192.23. The Saxons and other people that entered this land I omit on purpose, because these belong to later times, and [came] only recently, [whereas] we only intended to touch on those things that were of greater antiquity. Generally, the inhabitants of this isle, in those days, were all uncivil and rude. And being further remote from the main continent, they had less knowledge about foreign wealth, {1606E only{and were less interested in it}1606E only}. That the Britans were more valiant and brave than the Gauls we learn from Tacitus.
192.24. That they were much taller of stature [than the French], we can read in Strabo. {1601L{That they treated strangers discourteously is reported by Horatius}1601L}. Claudianus the poet calls this island sæva Britannia, tyrannous Britain. And the same author, in his Panegyricus, for the {1624LParergon/1641S{fourth}1624LParergon/1641S} consulship of Honorius, calls the people sævos Britannos, cruel Britans. {1601L{Ovidius in his second book on love calls them virides Britannos, the green Britans, [and] in the fifteenth book of his Metamorphosis Æquoreos Britannos, the Britans of the sea}1601L}. They wear their hair long, all their bodies everywhere being shaven except for their head and upper lip.
192.25. The same author says that as regards their nature and qualities they are mostly all alike {1624LParergon has instead{like the French}1624LParergon instead}, yet some are more plain and simple minded, others more rude and barbarous. Thus, although they have plenty of milk, yet they do not know how to make cheese. Others are fully ignorant about sowing, planting, grafting and other such farming activities. In their behaviour and conversations, they are, as Diodorus says about them, plain, simple and sincere, and far remote from the wily subtleties and crafty devices of our people {1606E only{who live closer to the court}1606E only}.
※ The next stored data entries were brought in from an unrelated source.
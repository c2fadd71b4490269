//! Configuration for the discovery engine.

use serde::{Deserialize, Serialize};
use std::time::Duration;

use crate::domain::error::DomainError;

/// Discovery engine configuration.
#[derive(Debug, Clone, Serialize, Deserialize)]
#[serde(default, deny_unknown_fields)]
pub struct ServiceDiscoveryConfig {
    /// Shared credential. Sent as `X-Api-Key` on probes and pushes and
    /// required on every inbound registry call.
    pub api_key: String,

    /// How long a node may stay `Down` before it is evicted.
    #[serde(with = "humantime_serde")]
    pub eviction_grace: Duration,

    /// Health probe sweep interval.
    #[serde(with = "humantime_serde")]
    pub healthcheck_interval: Duration,

    /// Number of gateway delivery workers.
    pub gateway_workers: usize,

    /// Capacity of the gateway task queue.
    pub gateway_queue_size: usize,

    /// Capacity of the extractor output channel.
    pub extractor_buffer: usize,

    /// Maximum number of health probes in flight during one sweep.
    pub probe_concurrency: usize,

    pub http: HttpClientConfig,
}

/// Outbound HTTP settings shared by probes and pushes.
#[derive(Debug, Clone, Serialize, Deserialize)]
#[serde(default, deny_unknown_fields)]
pub struct HttpClientConfig {
    #[serde(with = "humantime_serde")]
    pub request_timeout: Duration,

    /// Retries after the first attempt, transport errors only.
    pub max_retries: usize,

    /// First retry delay; doubled per attempt up to [`MAX_RETRY_BACKOFF`].
    #[serde(with = "humantime_serde")]
    pub retry_backoff: Duration,
}

pub const MAX_RETRY_BACKOFF: Duration = Duration::from_secs(1);

fn default_workers() -> usize {
    std::thread::available_parallelism().map_or(4, std::num::NonZeroUsize::get)
}

impl Default for ServiceDiscoveryConfig {
    fn default() -> Self {
        let workers = default_workers();
        Self {
            api_key: String::new(),
            eviction_grace: Duration::from_secs(3),
            healthcheck_interval: Duration::from_secs(1),
            gateway_workers: workers,
            gateway_queue_size: workers,
            extractor_buffer: 100,
            probe_concurrency: 16,
            http: HttpClientConfig::default(),
        }
    }
}

impl Default for HttpClientConfig {
    fn default() -> Self {
        Self {
            request_timeout: Duration::from_secs(5),
            max_retries: 3,
            retry_backoff: Duration::from_millis(50),
        }
    }
}

impl ServiceDiscoveryConfig {
    /// Rejects settings no component can run with.
    ///
    /// # Errors
    /// Returns [`DomainError::InvalidConfig`] naming the first offending field.
    pub fn validate(&self) -> Result<(), DomainError> {
        if self.api_key.trim().is_empty() {
            return Err(DomainError::InvalidConfig("api_key must be set".to_owned()));
        }
        let durations = [
            ("eviction_grace", self.eviction_grace),
            ("healthcheck_interval", self.healthcheck_interval),
            ("http.request_timeout", self.http.request_timeout),
        ];
        for (name, value) in durations {
            if value.is_zero() {
                return Err(DomainError::InvalidConfig(format!(
                    "{name} must be greater than zero"
                )));
            }
        }
        let sizes = [
            ("gateway_workers", self.gateway_workers),
            ("gateway_queue_size", self.gateway_queue_size),
            ("extractor_buffer", self.extractor_buffer),
            ("probe_concurrency", self.probe_concurrency),
        ];
        for (name, value) in sizes {
            if value == 0 {
                return Err(DomainError::InvalidConfig(format!(
                    "{name} must be greater than zero"
                )));
            }
        }
        Ok(())
    }
}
192.26. They eat simple, plain food, and have nothing to do with wealth and a gorgeous life style. And as Mela says about them, they are only rich in land, cattle, large plots of land and area of ground. And they do not consider it lawful to eat hares, hens or geese. Yet, they keep them, as Cæsar writes, but only for game and pleasure. But they have a kind of geese here which they call chenerotes (barnacles), which they value as a delicacy, so that in England there is no daintier dish [than these geese], as Plinius reports.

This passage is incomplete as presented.